Лучник взглянул на Друсса.
— Ты разве не сказал им, старый конь? Нет? Ах ты, какая оказия — сплошная приятность.
— Не сказал о чем? — спросил Оррин.
— Они наемники, — нехотя выговорил Друсс. — И останутся здесь до падения третьей стены. Так было условлено.
— И за эту-то скудную помощь они ожидают помилования? — вскричал, вставая, Оррин. — Да я велю их повесить!
— За третьей стеной у нас уже не будет такой нужды в лучниках, — спокойно заметил Хогун. — Там нет убойной земли.
— Нам нужны лучники, Оррин, — сказал Друсс. — Страх как нужны. А у этого человека шестьсот отменных стрелков.
Мы знаем, что постепенно будем сдавать одну стену за другой, и нам понадобится каждый лук, который есть. Калитки к тому времени будут завалены. Мне такое положение дел тоже не нравится, но нужда заставляет... Уж лучше иметь прикрытие для первых трех стен, чем не иметь его вовсе. Вы согласны?
— А если нет? — все еще с гневом бросил ган.
— Тогда пусть уходят. — Хогун начал что-то сердито говорить, но Друсс знаком прервал его. — Вы наш ган, Оррин.
Вам и решать.
Оррин сел, тяжело дыша. Он совершил много ошибок перед приходом Друсса — теперь он это хорошо понимал. Соглашение с разбойниками вызывало у него гнев — но ему ничего не оставалось, как только поддержать старого воина, и Друсс об этом знал. Оррин посмотрел на Друсса, и оба улыбнулись.
— Пусть остаются, — сказал Оррин.
— Мудрое решение, — отозвался Лучник. — Как скоро вы ждете надиров?
— Скорее, чем нам бы хотелось, — ответил Друсс. — Где-то в течение трех недель, если верить разведчикам. Ульрик потерял сына — это дало нам несколько лишних дней, но их недостаточно.
Некоторое время они обсуждали многочисленные трудности обороны. Наконец Лучник нерешительно сказал:
— Вот что, Друсс, — есть кое-что, о чем я должен сказать, но я не хотел бы, чтобы меня сочли.., странным. Я не хотел говорить, но...
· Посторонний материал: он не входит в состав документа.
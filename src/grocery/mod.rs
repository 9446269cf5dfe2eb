//! Grocery list reconciliation: items added under the same normalized name
//! and unit are merged into one entry with the quantities summed.

pub mod quantity;
pub mod reconcile;

pub use quantity::{format_quantity, parse_quantity, Quantity};
pub use reconcile::{add_item, edit_collision, normalize_name, plan_merge, FamilyLocks, MergePlan, ReconcileStatus, Reconciled};
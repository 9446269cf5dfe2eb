// handlers/public/mod.rs - Public handlers (no authentication required)
//
// Registration and login issue the credentials every other route needs,
// so they cannot sit behind the bearer middleware. Root and health are
// informational only.

pub mod auth;
pub mod system;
— Говори, паренек. Здесь все друзья.., по большей части.
— Ночью мне снился странный сон — и в нем был ты. Я не придал бы ему значения — но вот увидел тебя и вспомнил.
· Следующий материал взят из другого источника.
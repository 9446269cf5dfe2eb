pub mod app;
pub mod auth;
pub mod config;
pub mod database;
pub mod error;
pub mod grocery;
pub mod handlers;
pub mod middleware;

pub use app::{app, AppState};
Мне снилось, будто меня разбудил воин в серебряных доспехах. Я мог смотреть сквозь него, точно это был призрак. Он сказал, что пытался связаться с тобой, но безуспешно. Когда он говорил, его голос как будто звучал у меня в мозгу. Он сказал, что зовут его Сербитар и что он едет сюда со своими друзьями и женщиной по имени Вирэ.
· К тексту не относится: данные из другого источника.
use anyhow::Context;
use clap::Parser;
use tracing_subscriber::EnvFilter;

use family_organizer::config::AppConfig;
use family_organizer::database::open_store;
use family_organizer::{app, AppState};

#[derive(Parser)]
#[command(name = "family-organizer")]
#[command(about = "Family organizer API server")]
#[command(version)]
struct Args {
    #[arg(long, help = "Address to bind (overrides HOST)")]
    host: Option<String>,

    #[arg(long, help = "Port to listen on (overrides PORT)")]
    port: Option<u16>,
}

#[tokio::main]
async fn main() -> anyhow::Result<()> {
    // Load .env if present so cargo run picks up DATABASE_URL, JWT_SECRET, etc.
    let _ = dotenvy::dotenv();

    tracing_subscriber::fmt()
        .with_env_filter(
            EnvFilter::try_from_default_env().unwrap_or_else(|_| EnvFilter::new("info,tower_http=info")),
        )
        .init();

    let args = Args::parse();

    let mut config = AppConfig::from_env().context("invalid configuration")?;
    if let Some(host) = args.host {
        config.server.host = host;
    }
    if let Some(port) = args.port {
        config.server.port = port;
    }
    tracing::info!("Starting family organizer in {:?} mode", config.environment);

    let store = open_store(&config.database).await.context("failed to open store")?;
    let bind_addr = format!("{}:{}", config.server.host, config.server.port);
    let state = AppState::new(config, store).context("failed to initialise token signer")?;

    let listener = tokio::net::TcpListener::bind(&bind_addr)
        .await
        .with_context(|| format!("failed to bind {}", bind_addr))?;
    tracing::info!("Listening on http://{}", bind_addr);

    axum::serve(listener, app(state)).await.context("server error")?;
    Ok(())
}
Он сказал, чтобы я передал тебе вот что: надо запасти побольше горючих веществ, потому что Ульрик настроил большие осадные башни. Он предложил также прорыть между стенами зажигательные канавки. Потом он показал мне сцену покушения на тебя и назвал имя: Музар. Есть ли какой-то смысл во всем этом?
Настало молчание, но видно было, что Друсс испытал великое облегчение.
— Еще какой, парень. Еще какой!
Хогун наполнил бокал лентрийским вином и передал Лучнику.
— Как выглядел этот воин? — спросил он.
— Высокий, стройный и, как показалось мне, с белыми волосами, хотя он еще молод, — Да, это Сербитар, — кивнул Хогун. — Видение не обмануло тебя.
— Ты его знаешь? — спросил Друсс.
— Слышал о нем. Он сын князя Драды из Дрос-Сегрила.
Говорят, будто в детстве он был очень хил и одержим демоном: умел читать чужие мысли. Он альбинос, а вагрийцы, как вам известно, почитают это дурным знаком. Лет в тринадцать его отправили в Храм Тридцати к югу от Дренана.
Говорят еще, что отец хотел удушить его в младенчестве, но ребенок почувствовал это и вылез в окно своей спальни. Все это, конечно, только слухи.
— Что ж, похоже, его дар возрос, — сказал Друсс. — Ну да плевать. Он нам пригодится тут — особенно если ухитрится прочесть мысли Ульрика.